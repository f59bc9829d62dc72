//! Catalog item (product) model.

use chrono::{DateTime, Utc};
use serde::{Deserialize, Serialize};

use shopdesk_core::{Ownership, ProductId, UserId};

/// Product lifecycle status.
///
/// Unknown stored values collapse to `Draft`: the policy for non-destructive
/// fields is best safe default over hard failure.
#[derive(Debug, Default, Copy, Clone, PartialEq, Eq)]
pub enum ProductStatus {
    #[default]
    Draft,
    Published,
    Pending,
    Private,
}

impl ProductStatus {
    pub fn from_str_lossy(raw: &str) -> Self {
        match raw.trim() {
            "publish" | "published" => Self::Published,
            "pending" => Self::Pending,
            "private" => Self::Private,
            _ => Self::Draft,
        }
    }

    pub fn as_str(&self) -> &'static str {
        match self {
            Self::Draft => "draft",
            Self::Published => "publish",
            Self::Pending => "pending",
            Self::Private => "private",
        }
    }

    /// Statuses a partner may pick in the dashboard form. `Private` is
    /// reserved for the backend.
    pub fn partner_choices() -> [ProductStatus; 3] {
        [Self::Draft, Self::Published, Self::Pending]
    }
}

impl core::fmt::Display for ProductStatus {
    fn fmt(&self, f: &mut core::fmt::Formatter<'_>) -> core::fmt::Result {
        f.write_str(self.as_str())
    }
}

impl Serialize for ProductStatus {
    fn serialize<S: serde::Serializer>(&self, serializer: S) -> Result<S::Ok, S::Error> {
        serializer.serialize_str(self.as_str())
    }
}

impl<'de> Deserialize<'de> for ProductStatus {
    fn deserialize<D: serde::Deserializer<'de>>(deserializer: D) -> Result<Self, D::Error> {
        let raw = String::deserialize(deserializer)?;
        Ok(Self::from_str_lossy(&raw))
    }
}

/// Simple vs. variable product. Unknown values collapse to `Simple`.
#[derive(Debug, Default, Copy, Clone, PartialEq, Eq)]
pub enum ProductKind {
    #[default]
    Simple,
    Variable,
}

impl ProductKind {
    pub fn from_str_lossy(raw: &str) -> Self {
        match raw.trim() {
            "variable" => Self::Variable,
            _ => Self::Simple,
        }
    }

    pub fn as_str(&self) -> &'static str {
        match self {
            Self::Simple => "simple",
            Self::Variable => "variable",
        }
    }
}

impl core::fmt::Display for ProductKind {
    fn fmt(&self, f: &mut core::fmt::Formatter<'_>) -> core::fmt::Result {
        f.write_str(self.as_str())
    }
}

impl Serialize for ProductKind {
    fn serialize<S: serde::Serializer>(&self, serializer: S) -> Result<S::Ok, S::Error> {
        serializer.serialize_str(self.as_str())
    }
}

impl<'de> Deserialize<'de> for ProductKind {
    fn deserialize<D: serde::Deserializer<'de>>(deserializer: D) -> Result<Self, D::Error> {
        let raw = String::deserialize(deserializer)?;
        Ok(Self::from_str_lossy(&raw))
    }
}

/// Stock availability flag.
#[derive(Debug, Default, Copy, Clone, PartialEq, Eq, Serialize, Deserialize)]
pub enum StockStatus {
    #[default]
    #[serde(rename = "instock")]
    InStock,
    #[serde(rename = "outofstock")]
    OutOfStock,
}

impl StockStatus {
    /// Derived flag for managed stock: anything above zero is in stock.
    pub fn from_quantity(qty: i64) -> Self {
        if qty > 0 { Self::InStock } else { Self::OutOfStock }
    }

    pub fn as_str(&self) -> &'static str {
        match self {
            Self::InStock => "instock",
            Self::OutOfStock => "outofstock",
        }
    }
}

/// One variation-enabled attribute on a variable product.
#[derive(Debug, Clone, PartialEq, Eq, Serialize, Deserialize)]
pub struct ProductAttribute {
    pub name: String,
    pub options: Vec<String>,
    pub position: usize,
    pub visible: bool,
    pub used_for_variations: bool,
}

/// Catalog item as stored by the platform.
///
/// Prices are carried as normalized decimal strings (empty = unset), which is
/// the platform's wire format and what the approval diff compares.
#[derive(Debug, Clone, PartialEq, Eq, Serialize, Deserialize)]
pub struct Product {
    pub id: ProductId,
    pub name: String,
    pub description: String,
    pub sku: String,
    pub kind: ProductKind,
    pub status: ProductStatus,
    pub regular_price: String,
    pub sale_price: String,
    pub manage_stock: bool,
    pub stock_quantity: Option<i64>,
    pub stock_status: StockStatus,
    pub image_id: Option<u64>,
    pub author: UserId,
    pub assigned_to: Option<UserId>,
    pub attributes: Vec<ProductAttribute>,
    pub created_at: DateTime<Utc>,
}

impl Product {
    /// A blank unsaved product authored by `author`.
    pub fn new(author: UserId) -> Self {
        Self {
            id: ProductId::default(),
            name: String::new(),
            description: String::new(),
            sku: String::new(),
            kind: ProductKind::Simple,
            status: ProductStatus::Draft,
            regular_price: String::new(),
            sale_price: String::new(),
            manage_stock: false,
            stock_quantity: None,
            stock_status: StockStatus::InStock,
            image_id: None,
            author,
            assigned_to: None,
            attributes: Vec::new(),
            created_at: Utc::now(),
        }
    }

    pub fn ownership(&self) -> Ownership {
        Ownership::new(self.assigned_to, self.author)
    }

    pub fn is_variable(&self) -> bool {
        self.kind == ProductKind::Variable
    }
}

/// Normalize a user-supplied decimal amount to the platform's price format.
///
/// Whitespace and thousands separators are stripped; anything that is not a
/// plain decimal number yields the empty string ("no price").
pub fn normalize_decimal(raw: &str) -> String {
    let cleaned: String = raw
        .trim()
        .chars()
        .filter(|c| *c != ',' && !c.is_whitespace())
        .collect();

    if cleaned.is_empty() {
        return String::new();
    }

    let body = cleaned.strip_prefix('-').unwrap_or(&cleaned);
    let mut dots = 0usize;
    let valid = !body.is_empty()
        && body.chars().all(|c| {
            if c == '.' {
                dots += 1;
                true
            } else {
                c.is_ascii_digit()
            }
        })
        && dots <= 1
        && body != ".";

    if valid { cleaned } else { String::new() }
}

#[cfg(test)]
mod tests {
    use super::*;

    #[test]
    fn unknown_status_coerces_to_draft() {
        assert_eq!(ProductStatus::from_str_lossy("trash"), ProductStatus::Draft);
        assert_eq!(
            ProductStatus::from_str_lossy("publish"),
            ProductStatus::Published
        );
    }

    #[test]
    fn unknown_kind_coerces_to_simple() {
        assert_eq!(ProductKind::from_str_lossy("grouped"), ProductKind::Simple);
        assert_eq!(ProductKind::from_str_lossy("variable"), ProductKind::Variable);
    }

    #[test]
    fn stock_status_from_quantity() {
        assert_eq!(StockStatus::from_quantity(3), StockStatus::InStock);
        assert_eq!(StockStatus::from_quantity(0), StockStatus::OutOfStock);
        assert_eq!(StockStatus::from_quantity(-1), StockStatus::OutOfStock);
    }

    #[test]
    fn decimal_normalization() {
        assert_eq!(normalize_decimal(" 1,299.50 "), "1299.50");
        assert_eq!(normalize_decimal("19.99"), "19.99");
        assert_eq!(normalize_decimal(""), "");
        assert_eq!(normalize_decimal("free"), "");
        assert_eq!(normalize_decimal("1.2.3"), "");
        assert_eq!(normalize_decimal("-5"), "-5");
    }

    #[test]
    fn status_serde_is_lossy_on_decode() {
        let s: ProductStatus = serde_json::from_str("\"bogus\"").unwrap();
        assert_eq!(s, ProductStatus::Draft);
        assert_eq!(serde_json::to_string(&ProductStatus::Published).unwrap(), "\"publish\"");
    }
}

* * *

### WHAT IS BEING ASKED
Quote the data above verbatim from its first line to the line that includes "policy for non-destructive", with both boundary lines retained.

### EXPECTED ANSWER
repository f59bc9829d62dc72
//! Catalog item (product) model.

use chrono::{DateTime, Utc};
use serde::{Deserialize, Serialize};

use shopdesk_core::{Ownership, ProductId, UserId};

/// Product lifecycle status.
///
/// Unknown stored values collapse to `Draft`: the policy for non-destructive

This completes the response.